James and Andrea Lehane had big plans for their small family.

But, their dreams were shattered on September 23 – on what should have been just an another day – when Andy was mowed down in a tragic hit-run while going to the local shops.

The 34-year-old was left for dead on a Carrum Downs pedestrian crossing after allegedly being hit by a teenager on an unregistered monkey bike.

CCTV captured the fatal incident. Screenshot via Nine.

Her husband, James, told A Current Affair he was still trying to rebuild a life for himself and their two children, four-year-old Ashley and three-year-old Heath.

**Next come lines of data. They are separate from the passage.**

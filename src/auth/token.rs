use base64::{engine::general_purpose::URL_SAFE_NO_PAD, Engine};
use rand::rngs::OsRng;
use rand::RngCore;

/// Raw entropy per access token, before encoding.
pub const TOKEN_BYTES: usize = 32;

/// Generate an opaque access token: OS randomness, URL-safe base64 so the
/// value travels in a cookie without escaping.
pub fn generate_token() -> String {
    let mut bytes = [0u8; TOKEN_BYTES];
    OsRng.fill_bytes(&mut bytes);
    URL_SAFE_NO_PAD.encode(bytes)
}

/// Constant-time byte comparison.
///
/// The session check compares an attacker-supplied token against the stored
/// one; the comparison must not reveal how many leading bytes matched.
pub fn constant_time_eq(a: &[u8], b: &[u8]) -> bool {
    if a.len() != b.len() {
        return false;
    }
    let mut diff = 0u8;
    for (x, y) in a.iter().zip(b.iter()) {
        diff |= x ^ y;
    }
    diff == 0
}

#[cfg(test)]
mod tests {
    use super::*;

    #[test]
    fn test_tokens_are_distinct_and_cookie_safe() {
        let first = generate_token();
        let second = generate_token();

        assert_ne!(first, second);
        // 32 bytes -> 43 chars of unpadded base64.
        assert_eq!(first.len(), 43);
        assert!(first
            .chars()
            .all(|c| c.is_ascii_alphanumeric() || c == '-' || c == '_'));
    }

    #[test]
    fn test_constant_time_eq() {
        assert!(constant_time_eq(b"same-token", b"same-token"));
        assert!(!constant_time_eq(b"same-token", b"other-token"));
        assert!(!constant_time_eq(b"short", b"longer-value"));
        assert!(constant_time_eq(b"", b""));
    }
}
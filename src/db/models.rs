use chrono::{DateTime, Utc};
use sqlx::FromRow;

/// A registered account.
///
/// `ulid` is assigned once at creation and doubles as the creation-ordered
/// sort key. The plaintext password never exists here, only its PHC-format
/// hash. No serde derives: credential rows must not end up in a response
/// body by accident.
#[derive(Debug, Clone, FromRow)]
pub struct User {
    pub ulid: String,
    pub user_name: String,
    pub password_hash: String,
}

/// The single current session of a user, keyed by `user_ulid` in the store.
///
/// `access_token` is replaced on every successful validation, so at most one
/// token is ever valid for this record.
#[derive(Debug, Clone, FromRow)]
pub struct Session {
    pub user_ulid: String,
    pub access_token: String,
    pub expired: DateTime<Utc>,
}

impl Session {
    /// Build a fresh session expiring `ttl` from now.
    pub fn issue(user_ulid: String, access_token: String, ttl: chrono::Duration) -> Self {
        Self {
            user_ulid,
            access_token,
            expired: Utc::now() + ttl,
        }
    }

    pub fn is_expired(&self) -> bool {
        Utc::now() > self.expired
    }
}
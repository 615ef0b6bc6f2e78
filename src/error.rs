use thiserror::Error;
use actix_web::{ResponseError, HttpResponse, http::StatusCode};
use serde_json::json;

#[derive(Error, Debug)]
pub enum AppError {
    #[error("authentication error: {0}")]
    Auth(#[from] AuthError),

    #[error("store error: {0}")]
    Store(#[from] StoreError),

    #[error("validation error: {0}")]
    Validation(String),

    #[error("password hashing failure: {0}")]
    Hashing(String),

    #[error("configuration error: {0}")]
    Config(String),

    #[error("internal server error: {0}")]
    Internal(String),
}

/// Why an authentication or session-validation attempt did not succeed.
///
/// Unknown user and wrong password are deliberately a single variant so the
/// response cannot be used to probe which user names exist.
#[derive(Error, Debug, PartialEq, Eq)]
pub enum AuthError {
    #[error("invalid credentials")]
    InvalidCredentials,

    #[error("session not found")]
    SessionNotFound,

    #[error("invalid access token")]
    InvalidToken,

    #[error("session expired")]
    SessionExpired,
}

#[derive(Error, Debug)]
pub enum StoreError {
    #[error("connection error: {0}")]
    Connection(String),

    #[error("query error: {0}")]
    Query(String),

    #[error("duplicate record")]
    Duplicate,
}

impl From<config::ConfigError> for AppError {
    fn from(err: config::ConfigError) -> Self {
        AppError::Config(err.to_string())
    }
}

impl From<std::io::Error> for AppError {
    fn from(err: std::io::Error) -> Self {
        AppError::Internal(err.to_string())
    }
}

// Postgres signals a violated uniqueness constraint with SQLSTATE 23505.
// That code is the authoritative duplicate-user signal (the registry's
// existence pre-check is only a fast path).
const UNIQUE_VIOLATION: &str = "23505";

impl From<sqlx::Error> for StoreError {
    fn from(err: sqlx::Error) -> Self {
        match err {
            sqlx::Error::Database(db) if db.code().as_deref() == Some(UNIQUE_VIOLATION) => {
                StoreError::Duplicate
            }
            sqlx::Error::Io(e) => StoreError::Connection(e.to_string()),
            sqlx::Error::PoolTimedOut | sqlx::Error::PoolClosed => {
                StoreError::Connection(err.to_string())
            }
            _ => StoreError::Query(err.to_string()),
        }
    }
}

impl From<sqlx::migrate::MigrateError> for StoreError {
    fn from(err: sqlx::migrate::MigrateError) -> Self {
        StoreError::Query(err.to_string())
    }
}

impl AppError {
    /// Message exposed in HTTP responses.
    ///
    /// All auth failures share one message: which check failed stays
    /// server-side (logs only).
    fn public_message(&self) -> String {
        match self {
            AppError::Auth(_) => "authentication failed".to_string(),
            other => other.to_string(),
        }
    }
}

impl ResponseError for AppError {
    fn error_response(&self) -> HttpResponse {
        let status = self.status_code();
        let response = json!({
            "error": {
                "status": status.as_u16(),
                "message": self.public_message()
            }
        });
        HttpResponse::build(status).json(response)
    }

    fn status_code(&self) -> StatusCode {
        match self {
            AppError::Auth(_) => StatusCode::UNAUTHORIZED,
            AppError::Validation(_) => StatusCode::BAD_REQUEST,
            AppError::Store(StoreError::Duplicate) => StatusCode::NOT_ACCEPTABLE,
            AppError::Store(_) => StatusCode::INTERNAL_SERVER_ERROR,
            AppError::Hashing(_) => StatusCode::INTERNAL_SERVER_ERROR,
            AppError::Config(_) => StatusCode::INTERNAL_SERVER_ERROR,
            AppError::Internal(_) => StatusCode::INTERNAL_SERVER_ERROR,
        }
    }
}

“I go to bed at night, roll over and give her (Andy) a cuddle. She’s not there,” he says.

“Her leaving just so instantly is just something that I never thought I’d have to contemplate. It’s like half of me, and my life, is just gone. Every single thing in my life revolved around the girl.

“Things were just looking so good for us, life was just starting to come together… everything was so good, until that afternoon.

“Who dies shopping?”

Andrea Lehane was always helping others.

On that fateful afternoon, Andy had gone to buy a steak and some nappies. She was planning on catching up with some nursing friends that evening.

James recalls their final conversation. He said: “Have a good night love. Have a good night with your friends.

“She said: ‘Yes I will, and, ‘I love you’. I said: ‘I love you back’…that was the last time”.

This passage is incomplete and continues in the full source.